Alexander & Baldwin Inc. (A&B) and Kauai Island Utility Cooperative (KIUC) have recently announced the completion of Hawaii’s largest photovoltaic energy plant. The six-megawatt solar farm is located on Kauai’s sunny south shore, on a 20-acre parcel of land owned by A&B near KIUC’s Port Allen Station power plant. Electricity from the facility began flowing on Dec. 7.
Developed and operated by A&B subsidiary McBryde Sugar Co., the project is expected to generate approximately 10,200 megawatt-hours of electricity per year. KIUC and its members will be provided with renewable solar energy at a fixed rate for at least the next 20 years.
“The Port Allen Solar facility, along with our existing hydroelectric facilities at Wainiha and Kalaheo, will generate nearly 40,000 megawatt-hours of clean, renewable energy each year, making A&B the leading generator of renewable energy on Kauai,” commented Christopher Benjamin, president & COO of A&B, in a statement.
“Completion of this facility represents a significant step forward in KIUC’s portfolio approach to meeting our aggressive long-term renewable energy goals. By utilizing a portfolio of solar, hydroelectric and biomass fueled projects and a combination of both cooperative and independently owned facilities, we believe we will be able to meet at least half of Kauai’s power needs with renewable sources by 2023,” said David Bissell , president & CEO of KIUC.

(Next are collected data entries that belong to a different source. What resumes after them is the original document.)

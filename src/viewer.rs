// Read-only listing of the remote entries, grouped by repository.

use crate::catalog::{Catalog, ImageEntry};

#[derive(Debug)]
pub struct RepoGroup<'a> {
    pub repository: &'a str,
    pub images: Vec<&'a ImageEntry>,
}

/// Group remote entries by `repository`. Groups appear in first-seen order
/// and keep catalog order inside.
pub fn group_remote(catalog: &Catalog) -> Vec<RepoGroup<'_>> {
    let mut groups: Vec<RepoGroup<'_>> = Vec::new();
    for img in catalog.remote_images() {
        match groups.iter_mut().find(|g| g.repository == img.repository) {
            Some(group) => group.images.push(img),
            None => groups.push(RepoGroup {
                repository: &img.repository,
                images: vec![img],
            }),
        }
    }
    groups
}

/// Lines of the listing; starred entries get a star, others two spaces.
pub fn render(groups: &[RepoGroup<'_>]) -> Vec<String> {
    let total: usize = groups.iter().map(|g| g.images.len()).sum();
    if total == 0 {
        return vec!["ℹ️  No GitHub URLs found in gallery".to_string()];
    }
    let mut lines = vec![
        format!("\n📋 GitHub Images in Gallery ({total} total):"),
        "-".repeat(60),
    ];
    for group in groups {
        lines.push(format!("\n📁 {} ({} images):", group.repository, group.images.len()));
        for img in &group.images {
            let marker = if img.starred { "⭐" } else { "  " };
            lines.push(format!("  {} {}", marker, img.alt));
        }
    }
    lines
}
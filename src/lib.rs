// Library root
// ------------
// The binary (`main.rs`) wires these modules into a small CLI around the
// gallery's `images.json` catalog.
//
// Module responsibilities:
// - `catalog`: the JSON document, loading and atomic saving.
// - `url`: raw-content URLs for files in GitHub repositories.
// - `naming`: image extensions, titles and tags derived from file names.
// - `config`: preconfigured sources, scan folders and runtime settings.
// - `prompt`: the "ask the user" capability (terminal or scripted).
// - `editor`: interactive flows that append entries to the catalog.
// - `scanner`: rebuilds the catalog from local folders.
// - `checker`: HEAD probes for remote entries.
// - `viewer`: remote entries grouped by repository.
// - `ui`: the numbered menu tying the flows together.
pub mod catalog;
pub mod checker;
pub mod config;
pub mod editor;
pub mod error;
pub mod naming;
pub mod prompt;
pub mod scanner;
pub mod ui;
pub mod url;
pub mod viewer;
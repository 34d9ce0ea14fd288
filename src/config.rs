// Configuration for one run of the tool. Everything here is built once in
// `main` and handed to the operations by reference; nothing is global.

use std::env;
use std::path::{Path, PathBuf};
use std::time::Duration;

pub const DEFAULT_CATALOG_FILE: &str = "images.json";
pub const DEFAULT_PREVIEW_FILE: &str = "test_gallery.html";
pub const DEFAULT_PROBE_TIMEOUT_SECS: u64 = 10;

pub const CATALOG_TITLE: &str = "AI Reality Check - Project Gallery";
pub const CATALOG_DESCRIPTION: &str =
    "Centralized gallery showcasing images from all projects and repositories";

/// A repository the editor knows about ahead of time.
#[derive(Debug, Clone, PartialEq, Eq)]
pub struct SourceConfig {
    pub name: String,
    /// `owner/name` on GitHub.
    pub repo: String,
    pub branch: String,
    pub description: String,
    /// Template copied into every new entry.
    pub tags: Vec<String>,
    pub layout: SourceLayout,
}

/// How the files of a configured source are picked.
#[derive(Debug, Clone, PartialEq, Eq)]
pub enum SourceLayout {
    /// A fixed list of files at the repository root. `title_prefix` is the
    /// camera style prefix replaced by "<name> - Image ".
    KnownFiles {
        files: Vec<String>,
        title_prefix: Option<String>,
    },
    /// Named subdirectories (with trailing `/`) and what they contain.
    Subdirs(Vec<SubdirConfig>),
}

#[derive(Debug, Clone, PartialEq, Eq)]
pub struct SubdirConfig {
    pub path: String,
    pub description: String,
}

/// A local folder the scanner always looks at.
#[derive(Debug, Clone, PartialEq, Eq)]
pub struct ScanTarget {
    /// Relative to the base directory, forward slashes.
    pub path: String,
    pub repo_name: String,
    pub description: String,
}

#[derive(Debug, Clone, PartialEq, Eq)]
pub struct ScanConfig {
    pub base_dir: PathBuf,
    pub targets: Vec<ScanTarget>,
    /// Top-level folder names never picked up by auto-discovery.
    pub excluded_dirs: Vec<String>,
}

impl ScanConfig {
    /// The folders of the gallery site plus the usual non-content ones.
    pub fn with_defaults(base_dir: impl Into<PathBuf>) -> Self {
        let targets = vec![
            scan_target("ai-sauces", "AI Sauces", "AI-generated sauce mockups and parodies"),
            scan_target("AI Sauces", "AI Sauces", "AI-generated sauce mockups and parodies"),
            scan_target("images/creative", "Creative", "Creative and artistic content"),
            scan_target("images/portfolio", "Portfolio", "Portfolio and professional work"),
            scan_target("images/case-studies", "Case Studies", "Project case studies and examples"),
        ];
        ScanConfig::new(base_dir, targets)
    }

    /// Build a config for `targets`. The first path component of every target
    /// is excluded from auto-discovery along with `.git`, `node_modules`,
    /// `images` and `_unused`.
    pub fn new(base_dir: impl Into<PathBuf>, targets: Vec<ScanTarget>) -> Self {
        let mut excluded_dirs: Vec<String> = [".git", "node_modules", "images", "_unused"]
            .iter()
            .map(|s| s.to_string())
            .collect();
        for target in &targets {
            if let Some(top) = target.path.split('/').next() {
                if !top.is_empty() && !excluded_dirs.iter().any(|d| d == top) {
                    excluded_dirs.push(top.to_string());
                }
            }
        }
        ScanConfig {
            base_dir: base_dir.into(),
            targets,
            excluded_dirs,
        }
    }

    pub fn catalog_path(&self) -> PathBuf {
        self.base_dir.join(DEFAULT_CATALOG_FILE)
    }

    pub fn preview_path(&self) -> PathBuf {
        self.base_dir.join(DEFAULT_PREVIEW_FILE)
    }
}

fn scan_target(path: &str, repo_name: &str, description: &str) -> ScanTarget {
    ScanTarget {
        path: path.to_string(),
        repo_name: repo_name.to_string(),
        description: description.to_string(),
    }
}

/// Settings for the interactive tool and the non-interactive commands.
#[derive(Debug, Clone)]
pub struct GalleryConfig {
    pub catalog_path: PathBuf,
    pub probe_timeout: Duration,
    pub sources: Vec<SourceConfig>,
    pub scan: ScanConfig,
}

impl GalleryConfig {
    /// Read `GALLERY_CATALOG`, `GALLERY_BASE_DIR` and
    /// `GALLERY_PROBE_TIMEOUT_SECS`, falling back to `images.json`, `.` and
    /// 10 seconds.
    pub fn from_env() -> Self {
        let catalog_path = env_value("GALLERY_CATALOG")
            .map(PathBuf::from)
            .unwrap_or_else(|| PathBuf::from(DEFAULT_CATALOG_FILE));
        let base_dir = env_value("GALLERY_BASE_DIR")
            .map(PathBuf::from)
            .unwrap_or_else(|| PathBuf::from("."));
        let timeout_secs = env_value("GALLERY_PROBE_TIMEOUT_SECS")
            .and_then(|value| value.parse::<u64>().ok())
            .unwrap_or(DEFAULT_PROBE_TIMEOUT_SECS);

        GalleryConfig {
            catalog_path,
            probe_timeout: Duration::from_secs(timeout_secs),
            sources: Self::default_sources(),
            scan: ScanConfig::with_defaults(base_dir),
        }
    }

    /// Override the catalog location, e.g. from a command line flag.
    pub fn with_catalog_path(mut self, path: &Path) -> Self {
        self.catalog_path = path.to_path_buf();
        self
    }

    /// Override the scan root, keeping the configured targets.
    pub fn with_base_dir(mut self, base_dir: &Path) -> Self {
        self.scan = ScanConfig::new(base_dir, self.scan.targets.clone());
        self
    }

    pub fn default_sources() -> Vec<SourceConfig> {
        vec![
            SourceConfig {
                name: "Apple Juice".into(),
                repo: "UsernameTron/Apple-Juice".into(),
                branch: "main".into(),
                description: "Creative images from the Apple Juice project".into(),
                tags: strings(&["apple-juice", "creative", "project"]),
                layout: SourceLayout::KnownFiles {
                    files: strings(&[
                        "IMG_4967.png",
                        "IMG_5013.png",
                        "IMG_5014.png",
                        "IMG_5016.png",
                        "IMG_5017.png",
                    ]),
                    title_prefix: Some("IMG_".into()),
                },
            },
            SourceConfig {
                name: "GI-ERROR Project".into(),
                repo: "UsernameTron/GI-ERROR-Project".into(),
                branch: "cbfdae15630258b50285b14815ce828ea87d43b6".into(),
                description: "Images from the GI-ERROR satirical UX strategy project".into(),
                tags: strings(&["gi-error", "satire", "ux"]),
                layout: SourceLayout::Subdirs(vec![
                    SubdirConfig {
                        path: "characters/".into(),
                        description: "Character designs and artwork".into(),
                    },
                    SubdirConfig {
                        path: "cinematic/".into(),
                        description: "Cinematic scenes and storyboards".into(),
                    },
                    SubdirConfig {
                        path: "posters/".into(),
                        description: "Promotional posters and marketing materials".into(),
                    },
                ]),
            },
        ]
    }
}

fn strings(items: &[&str]) -> Vec<String> {
    items.iter().map(|s| s.to_string()).collect()
}

fn env_value(key: &str) -> Option<String> {
    env::var(key)
        .ok()
        .map(|value| value.trim().to_string())
        .filter(|value| !value.is_empty())
}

Bissell also stated that the Port Allen facility is the first of three utility-scale solar photovoltaic projects that will come online on Kauai over the next two years.
“The A&B solar facility will supply almost 10 percent of KIUC’s daytime electrical load and annually produce about 3 percent of the total energy used on Kauai. By 2015, KIUC expects to draw 50 percent of its daytime electrical load from PV systems, the highest percentage of solar on any grid in the U.S.”
Headquartered in Lihue, KIUC is a not-for-profit generation, transmission and distribution cooperative owned and controlled by the members it serves. Currently, it comprises more than 32,000 electric accounts throughout the island.